Crossroads GPS, the Republican super-PAC cofounded by Karl Rove, launched $25 million worth of attack ads last week in those same states, plus Michigan. The first wave was a spot accusing Obama of broken promises, with a narrator tolling the continued wave of home foreclosures, the sluggish recovery, and the skyrocketing federal debt as a hammer shattered an iPad's glass screen.

On Wednesday, Crossroads is changing up its attack with a softer, 60-second spot called "Basketball," featuring a woman in her kitchen - a recurring image in this year's campaign ads - watching her kids playing hoops in the driveway as she talks of her family's financial woes.

Her face morphs into that of an older woman; her children, now grown, have moved back home because they can't find jobs; she worries whether she can retire.

"I supported President Obama because he spoke so beautifully," the woman says. "He promised change. But things changed for the worse."

Jamieson predicts the negativity will continue. At a site called FlackCheck.org, the Annenberg center is helping viewers petition TV stations to resist the worst super-PAC attacks. Though stations must accept ads from presidential campaigns, they have more discretion to seek modifications or even reject ads outright if they come from independent groups.

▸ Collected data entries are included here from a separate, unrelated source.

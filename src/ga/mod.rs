//! Genetic Algorithm framework.
//!
//! A generational GA over fixed-length genotypes, built on trait-based
//! abstractions. Users define their problem by implementing [`GaProblem`]
//! directly, or implement [`Evaluator`] and wrap it in [`BinaryProblem`] for
//! a `{0, 1}` encoding with bit-flip mutation.
//!
//! # Core Traits
//!
//! - [`Evaluator`]: Objective function and feasibility repair
//! - [`GaProblem`]: Chromosome creation, decoding, per-locus mutation
//!
//! # Key Types
//!
//! - [`Chromosome`] / [`Population`]: Genotypes with a cached fitness
//! - [`GaConfig`]: Algorithm parameters (population, selection, crossover, limits)
//! - [`GaEngine`]: One run's state, advanced a generation at a time
//! - [`GaRunner`]: Executes the evolutionary loop under a [`Termination`] policy
//! - [`GaResult`]: Final optimization result with statistics
//!
//! # Submodules
//!
//! - [`operators`]: Two-point crossover, mutation, adaptive rate, elitist replacement
//!
//! # References
//!
//! - Holland (1975), *Adaptation in Natural and Artificial Systems*
//! - Goldberg (1989), *Genetic Algorithms in Search, Optimization, and Machine Learning*

mod binary;
mod chromosome;
mod config;
pub mod operators;
mod runner;
mod selection;
mod termination;
mod types;

pub use binary::BinaryProblem;
pub use chromosome::{Chromosome, Population, PopulationStats};
pub use config::{ConfigError, GaConfig};
pub use operators::{Crosspoints, MutationControl};
pub use runner::{GaEngine, GaResult, GaRunner, GenerationStats};
pub use selection::{tournament_winner, Selection};
pub use termination::{Clock, ManualClock, StopReason, SystemClock, Termination};
pub use types::{Evaluator, GaProblem, Gene, Solution};
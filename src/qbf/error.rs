use std::path::PathBuf;

/// Errors raised while loading a QBF instance. Loading is all-or-nothing.
#[derive(Debug, thiserror::Error)]
pub enum InstanceError {
    #[error("failed to read instance {path}: {source}")]
    Io {
        path: PathBuf,
        #[source]
        source: std::io::Error,
    },
    #[error("instance is empty, expected the dimension as first token")]
    MissingDimension,
    #[error("invalid dimension {0:?}, expected a non-negative integer")]
    InvalidDimension(String),
    #[error("invalid coefficient {token:?} at token {position}")]
    InvalidToken { position: usize, token: String },
    #[error("instance truncated: expected {expected} coefficients, found {found}")]
    Truncated { expected: usize, found: usize },
    #[error("expected {expected} upper-triangle coefficients, got {found}")]
    CoefficientCount { expected: usize, found: usize },
}
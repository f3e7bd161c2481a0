//! GA evolutionary loop execution.
//!
//! [`GaEngine`] holds the state of one run and advances it one generation
//! at a time: selection → crossover → mutation → replacement → best update
//! → adaptive rate update. [`GaRunner`] wraps it in the outer loop and the
//! termination policy.

use super::chromosome::{Chromosome, Population};
use super::config::{ConfigError, GaConfig};
use super::operators::{self, MutationControl};
use super::termination::{Clock, StopReason, SystemClock, Termination};
use super::types::{GaProblem, Solution};
use crate::random::{create_rng, resolve_seed, GaRng};
use std::sync::atomic::AtomicBool;
use std::sync::Arc;
use std::time::Duration;
use tracing::instrument;

/// Result of a GA optimization run.
///
/// Contains the best solution found, along with statistics about the
/// evolutionary process.
#[derive(Debug, Clone)]
#[cfg_attr(feature = "serde", derive(serde::Serialize, serde::Deserialize))]
pub struct GaResult {
    /// The chromosome that produced [`best_solution`](Self::best_solution).
    pub best: Chromosome,

    /// The best decoded solution found during the entire run.
    pub best_solution: Solution,

    /// Fitness of [`best`](Self::best).
    pub best_fitness: f64,

    /// Number of generations executed (generation 0 not counted).
    pub generations: usize,

    /// Which stop condition ended the run.
    pub stop_reason: StopReason,

    /// Best fitness so far after each generation, starting with generation 0.
    pub fitness_history: Vec<f64>,

    /// Mutation rate at the end of the run (differs from the configured rate
    /// only with adaptive mutation).
    pub final_mutation_rate: f64,

    /// Seed of the run's random stream. Rerunning with this seed replays it.
    pub seed: u64,

    /// Time spent in the generational loop.
    pub elapsed: Duration,
}

impl GaResult {
    /// Whether the run was terminated due to stagnation.
    pub fn stagnated(&self) -> bool {
        self.stop_reason == StopReason::Stagnation
    }

    /// Whether the run was cancelled externally.
    pub fn cancelled(&self) -> bool {
        self.stop_reason == StopReason::Cancelled
    }
}

/// Summary of one generation, returned by [`GaEngine::step`].
#[derive(Debug, Clone, Copy, PartialEq)]
pub struct GenerationStats {
    /// 1-based generation number.
    pub generation: usize,

    /// Best fitness in the new population.
    pub best_fitness: f64,

    /// Mean fitness of the new population.
    pub mean_fitness: f64,

    /// Whether the best-so-far fitness strictly improved.
    pub improved: bool,

    /// Whether elitist replacement swapped in the previous best.
    pub replaced: bool,

    /// Mutation rate after the adaptive update.
    pub mutation_rate: f64,
}

/// State of a single GA run.
///
/// Owns its population, mutation rate and random stream; the problem is
/// only borrowed. Two engines built from the same problem, configuration
/// and seed step through identical states.
pub struct GaEngine<'p, P: GaProblem> {
    problem: &'p P,
    config: GaConfig,
    seed: u64,
    rng: GaRng,
    population: Population,
    elite: Chromosome,
    best: Chromosome,
    best_solution: Solution,
    best_fitness: f64,
    mutation: MutationControl,
    generation: usize,
    fitness_history: Vec<f64>,
}

impl<'p, P: GaProblem> GaEngine<'p, P> {
    /// Validates the configuration and builds generation 0.
    pub fn new(problem: &'p P, config: &GaConfig) -> Result<Self, ConfigError> {
        config.validate()?;
        let chromosome_size = problem.chromosome_size();
        if chromosome_size == 0 {
            return Err(ConfigError::EmptyChromosome);
        }

        let seed = resolve_seed(config.seed);
        let mut rng = create_rng(seed);

        // 1. Initialize population
        let mut population: Population = (0..config.population_size)
            .map(|_| problem.create_chromosome(&mut rng))
            .collect::<Vec<_>>()
            .into();
        debug_assert!(population.iter().all(|c| c.len() == chromosome_size));

        // 2. Evaluate and track best
        population.evaluate(problem, config.parallel);
        let stats = population.best(problem);
        let elite = population.members()[stats.best_index].clone();
        let best_solution = problem.decode(&mut elite.clone());

        let mut mutation = MutationControl::new(config.mutation_rate, config.adaptive_mutation);
        if let Some((min, max)) = config.mutation_rate_bounds {
            mutation = mutation.with_bounds(min, max);
        }

        Ok(Self {
            problem,
            config: config.clone(),
            seed,
            rng,
            population,
            best: elite.clone(),
            elite,
            best_solution,
            best_fitness: stats.best_fitness,
            mutation,
            generation: 0,
            fitness_history: vec![stats.best_fitness],
        })
    }

    /// Runs one generation.
    pub fn step(&mut self) -> GenerationStats {
        let problem = self.problem;

        // Selection
        let parents = self
            .config
            .selection
            .select_parents(&mut self.population, problem, &mut self.rng);

        // Crossover
        let mut offspring = operators::crossover(&parents, self.config.crosspoints, &mut self.rng);

        // Mutation
        operators::mutate(&mut offspring, problem, self.mutation.rate(), &mut self.rng);
        offspring.evaluate(problem, self.config.parallel);

        // Elitist replacement
        let replaced = operators::replace_worst(&mut offspring, &mut self.elite, problem);
        self.population = offspring;
        self.generation += 1;

        // Update best
        let stats = self.population.best(problem);
        self.elite = self.population.members()[stats.best_index].clone();
        let improved = stats.best_fitness > self.best_fitness;
        if improved {
            self.best = self.elite.clone();
            self.best_solution = problem.decode(&mut self.elite.clone());
            self.best_fitness = stats.best_fitness;
            tracing::debug!(
                generation = self.generation,
                mutation_rate = self.mutation.rate(),
                cost = self.best_solution.cost,
                size = self.best_solution.len(),
                "new best solution"
            );
        }

        // Adaptive mutation
        self.mutation.adapt(stats.best_fitness, stats.mean_fitness);

        self.fitness_history.push(self.best_fitness);
        problem.on_generation(self.generation, self.best_fitness);

        tracing::trace!(
            generation = self.generation,
            best = stats.best_fitness,
            mean = stats.mean_fitness,
            mutation_rate = self.mutation.rate(),
            "generation complete"
        );

        GenerationStats {
            generation: self.generation,
            best_fitness: stats.best_fitness,
            mean_fitness: stats.mean_fitness,
            improved,
            replaced,
            mutation_rate: self.mutation.rate(),
        }
    }

    /// Current population.
    pub fn population(&self) -> &Population {
        &self.population
    }

    /// Chromosome of the best solution found so far.
    pub fn best(&self) -> &Chromosome {
        &self.best
    }

    /// Best decoded solution found so far.
    pub fn best_solution(&self) -> &Solution {
        &self.best_solution
    }

    /// Fitness of the best solution found so far.
    pub fn best_fitness(&self) -> f64 {
        self.best_fitness
    }

    /// Current mutation rate.
    pub fn mutation_rate(&self) -> f64 {
        self.mutation.rate()
    }

    /// Number of generations executed so far.
    pub fn generation(&self) -> usize {
        self.generation
    }

    /// Seed of this run's random stream.
    pub fn seed(&self) -> u64 {
        self.seed
    }

    /// Finishes the run.
    pub fn into_result(self, stop_reason: StopReason, elapsed: Duration) -> GaResult {
        GaResult {
            best: self.best,
            best_solution: self.best_solution,
            best_fitness: self.best_fitness,
            generations: self.generation,
            stop_reason,
            fitness_history: self.fitness_history,
            final_mutation_rate: self.mutation.rate(),
            seed: self.seed,
            elapsed,
        }
    }
}

/// Executes the GA evolutionary loop.
///
/// # Usage
///
/// ```ignore
/// let problem = BinaryProblem::new(Qbf::from_path("instances/qbf040")?);
/// let config = GaConfig::default().with_seed(42);
/// let result = GaRunner::run(&problem, &config)?;
/// println!("Best cost: {}", result.best_solution.cost);
/// ```
pub struct GaRunner;

impl GaRunner {
    /// Runs the GA optimization.
    ///
    /// # Errors
    /// Returns [`ConfigError`] if the configuration is invalid; nothing runs.
    pub fn run<P: GaProblem>(problem: &P, config: &GaConfig) -> Result<GaResult, ConfigError> {
        Self::run_with_clock(problem, config, &SystemClock, None)
    }

    /// Runs the GA with an optional cancellation token.
    ///
    /// If `cancel` is `Some` and the flag is set to `true`, the GA will
    /// stop at the next generation boundary and return the best
    /// solution found so far.
    pub fn run_with_cancel<P: GaProblem>(
        problem: &P,
        config: &GaConfig,
        cancel: Option<Arc<AtomicBool>>,
    ) -> Result<GaResult, ConfigError> {
        Self::run_with_clock(problem, config, &SystemClock, cancel)
    }

    /// Runs the GA reading time from `clock`.
    #[instrument(
        level = "debug",
        skip_all,
        fields(
            population_size = config.population_size,
            selection = ?config.selection,
            crosspoints = ?config.crosspoints,
            adaptive = config.adaptive_mutation,
        )
    )]
    pub fn run_with_clock<P: GaProblem, C: Clock>(
        problem: &P,
        config: &GaConfig,
        clock: &C,
        cancel: Option<Arc<AtomicBool>>,
    ) -> Result<GaResult, ConfigError> {
        let mut engine = GaEngine::new(problem, config)?;
        let termination = Termination::from_config(config).with_cancel(cancel);

        tracing::info!(
            seed = engine.seed(),
            chromosome_size = problem.chromosome_size(),
            initial_best = engine.best_fitness(),
            "ga run started"
        );

        let started = clock.now();
        let mut last_improvement = started;
        let stop_reason = loop {
            let next = engine.generation() + 1;
            if let Some(reason) = termination.check(next, started, last_improvement, clock.now()) {
                break reason;
            }
            if engine.step().improved {
                last_improvement = clock.now();
            }
        };
        let elapsed = clock.now().saturating_duration_since(started);

        tracing::info!(
            generations = engine.generation(),
            best_fitness = engine.best_fitness(),
            %stop_reason,
            elapsed_ms = elapsed.as_millis() as u64,
            "ga run finished"
        );

        Ok(engine.into_result(stop_reason, elapsed))
    }
}

// ============================================================================
// Tests
// ============================================================================
//! Genotype and population containers.
//!
//! A [`Chromosome`] owns its genes and a lazily computed fitness cache. The
//! genes are private: every write goes through an accessor that clears the
//! cache, so a cached value can never describe genes it was not computed
//! from.

use super::types::{GaProblem, Gene};

/// A fixed-length genotype with a cached fitness.
#[derive(Debug, Clone, PartialEq)]
#[cfg_attr(feature = "serde", derive(serde::Serialize, serde::Deserialize))]
pub struct Chromosome {
    genes: Vec<Gene>,
    #[cfg_attr(feature = "serde", serde(skip))]
    fitness: Option<f64>,
}

impl Chromosome {
    /// Creates a chromosome with an unset fitness cache.
    pub fn new(genes: Vec<Gene>) -> Self {
        Self {
            genes,
            fitness: None,
        }
    }

    /// The genes, in locus order.
    pub fn genes(&self) -> &[Gene] {
        &self.genes
    }

    /// The gene at `locus`.
    ///
    /// # Panics
    /// Panics if `locus` is out of bounds.
    pub fn gene(&self, locus: usize) -> Gene {
        self.genes[locus]
    }

    /// Number of genes.
    pub fn len(&self) -> usize {
        self.genes.len()
    }

    /// Returns `true` if the chromosome has no genes.
    pub fn is_empty(&self) -> bool {
        self.genes.is_empty()
    }

    /// Writes the gene at `locus` and clears the fitness cache.
    pub fn set_gene(&mut self, locus: usize, gene: Gene) {
        self.genes[locus] = gene;
        self.fitness = None;
    }

    /// Flips a binary gene (`0 ↔ 1`) and clears the fitness cache.
    pub fn flip(&mut self, locus: usize) {
        self.genes[locus] = 1 - self.genes[locus].min(1);
        self.fitness = None;
    }

    /// Mutable access to all genes. Clears the fitness cache up front.
    pub fn genes_mut(&mut self) -> &mut [Gene] {
        self.fitness = None;
        &mut self.genes
    }

    /// The cached fitness, or `None` if it has not been computed since the
    /// last gene write.
    pub fn cached_fitness(&self) -> Option<f64> {
        self.fitness
    }

    /// Returns the fitness, evaluating and caching it on first use.
    pub fn fitness<P: GaProblem>(&mut self, problem: &P) -> f64 {
        if let Some(f) = self.fitness {
            return f;
        }
        let f = problem.fitness(self);
        self.fitness = Some(f);
        f
    }

    /// Consumes the chromosome, returning its genes.
    pub fn into_genes(self) -> Vec<Gene> {
        self.genes
    }
}

/// Best-member summary of a population, as computed by [`Population::best`].
#[derive(Debug, Clone, Copy, PartialEq)]
pub struct PopulationStats {
    /// Index of the first member with the maximum fitness.
    pub best_index: usize,

    /// Maximum fitness.
    pub best_fitness: f64,

    /// Mean fitness over all members.
    pub mean_fitness: f64,
}

/// A generation's chromosomes.
///
/// Order carries no meaning for the GA, but it is kept stable so that runs
/// replay identically from the same seed.
#[derive(Debug, Clone, PartialEq, Default)]
#[cfg_attr(feature = "serde", derive(serde::Serialize, serde::Deserialize))]
pub struct Population {
    members: Vec<Chromosome>,
}

impl Population {
    /// Wraps a list of chromosomes.
    pub fn new(members: Vec<Chromosome>) -> Self {
        Self { members }
    }

    /// Number of members.
    pub fn len(&self) -> usize {
        self.members.len()
    }

    /// Returns `true` if the population has no members.
    pub fn is_empty(&self) -> bool {
        self.members.is_empty()
    }

    /// The members, in order.
    pub fn members(&self) -> &[Chromosome] {
        &self.members
    }

    /// Mutable access to the members.
    ///
    /// Gene writes still go through [`Chromosome`]'s invalidating accessors.
    pub fn members_mut(&mut self) -> &mut [Chromosome] {
        &mut self.members
    }

    /// Iterates over the members.
    pub fn iter(&self) -> std::slice::Iter<'_, Chromosome> {
        self.members.iter()
    }

    /// Appends a member.
    pub fn push(&mut self, chromosome: Chromosome) {
        self.members.push(chromosome);
    }

    /// Removes and returns the member at `index`, shifting later members down.
    pub fn remove(&mut self, index: usize) -> Chromosome {
        self.members.remove(index)
    }

    /// Consumes the population, returning its members.
    pub fn into_members(self) -> Vec<Chromosome> {
        self.members
    }

    /// Fitness of the member at `index`, evaluated on demand.
    pub fn fitness_of<P: GaProblem>(&mut self, index: usize, problem: &P) -> f64 {
        self.members[index].fitness(problem)
    }

    /// Fills every missing fitness cache.
    ///
    /// With the `parallel` feature and `parallel == true` members are
    /// evaluated with rayon. Evaluation draws no randomness, so the result
    /// is the same either way.
    pub fn evaluate<P: GaProblem>(&mut self, problem: &P, parallel: bool) {
        #[cfg(feature = "parallel")]
        if parallel {
            use rayon::prelude::*;
            self.members.par_iter_mut().for_each(|c| {
                c.fitness(problem);
            });
            return;
        }
        #[cfg(not(feature = "parallel"))]
        let _ = parallel;

        for c in &mut self.members {
            c.fitness(problem);
        }
    }

    /// Single pass over the population: maximum fitness (first-seen wins
    /// ties) and mean fitness.
    ///
    /// The mean is recomputed on every call.
    ///
    /// # Panics
    /// Panics if the population is empty.
    pub fn best<P: GaProblem>(&mut self, problem: &P) -> PopulationStats {
        assert!(!self.members.is_empty(), "population must not be empty");

        let n = self.members.len() as f64;
        let mut best_index = 0;
        let mut best_fitness = self.members[0].fitness(problem);
        let mut mean_fitness = best_fitness / n;
        for (i, c) in self.members.iter_mut().enumerate().skip(1) {
            let f = c.fitness(problem);
            if f > best_fitness {
                best_fitness = f;
                best_index = i;
            }
            mean_fitness += f / n;
        }

        PopulationStats {
            best_index,
            best_fitness,
            mean_fitness,
        }
    }

    /// Single pass over the population: index and fitness of the minimum
    /// (first-seen wins ties).
    ///
    /// # Panics
    /// Panics if the population is empty.
    pub fn worst<P: GaProblem>(&mut self, problem: &P) -> (usize, f64) {
        assert!(!self.members.is_empty(), "population must not be empty");

        let mut worst_index = 0;
        let mut worst_fitness = self.members[0].fitness(problem);
        for (i, c) in self.members.iter_mut().enumerate().skip(1) {
            let f = c.fitness(problem);
            if f < worst_fitness {
                worst_fitness = f;
                worst_index = i;
            }
        }
        (worst_index, worst_fitness)
    }
}

impl From<Vec<Chromosome>> for Population {
    fn from(members: Vec<Chromosome>) -> Self {
        Self::new(members)
    }
}

impl<'a> IntoIterator for &'a Population {
    type Item = &'a Chromosome;
    type IntoIter = std::slice::Iter<'a, Chromosome>;

    fn into_iter(self) -> Self::IntoIter {
        self.members.iter()
    }
}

The Wesleyan Media Project at Wesleyan University in Connecticut analyzed campaign ads aired between Jan. 1, 2011, and the end of April, and found 70 percent were attacks on opponents, compared with 10 percent at the same point in the 2008 campaign. In part, that is due to the Republican primary fight that ended in April.

The study also tallied independent groups' ads aimed at general-election themes: 33,420 anti-Obama, pro-Republican spots aired, compared with 25,516 anti-GOP, pro-Obama spots.

Trying to define your opponent early is not new. Then-President George W. Bush spent $40 million from March through mid-May 2004 on attack ads portraying Democrat John Kerry as weak on national security and tax-happy, Bloomberg News found.

One important difference: The 2004 spending was by Bush's own campaign, while this year, the action is centered on the super-PACs and nonprofits freed by the 2010 Supreme Court Citizens United ruling to spend unlimited corporate and union funds directly on ads.

That, in turn, gives candidates some deniability - super-PACs, by law, cannot coordinate efforts with candidates. And good luck learning whose cash bought the ads; Crossroads GPS's website assures would-be donors that the super-PAC's policy "is to not provide the names of its donors to the general public."

"The majority of general-election airings and spending has come from groups that do not need to disclose their donors," Michael M. Franz, codirector of the Wesleyan project, said in a study published May 2. "That's a lot of money and airtime backed by undisclosed sources."

Susan Petro, who handles sales of political ads for WJLA-TV in Washington, the ABC affiliate, said the buying has been intense since Virginia became a swing state.

"Crossroads GPS was in this market in November [2011]," Petro said Tuesday during an Annenberg-sponsored "Fact Checking the 2012 Election" symposium at the National Press Club in Washington. "Being that Virginia is highly contested, we have ad time on the books already for October. We've never seen it that early."

As for Pennsylvania, the blitz signals that the Romney campaign and its GOP allies regard the state as being in play at this point - though Democrats have carried it in every presidential election since 1988.

Sometimes, there is push-back - such as what Obama is facing for the Bain attacks from elements within his party, including Newark Mayor Cory Booker, a top surrogate, who on Sunday called the attacks "nauseating."

"I'm not going to sit here and indict private equity," Booker said on NBC's Meet the Press. "If you look at the totality of Bain Capital's record, they've done a lot to support businesses, to grow businesses, and this, to me, I'm very uncomfortable with."

He quickly softened his critique by Sunday night, but other Democrats, including former Pennsylvania Gov. Ed Rendell, have also second-guessed the Bain attacks.

Analysts warn that attack ads tend to drive down turnout as voters sour on the candidates and the process.

"The question is," Jamieson said, "will we have an election when there's nothing to vote for?"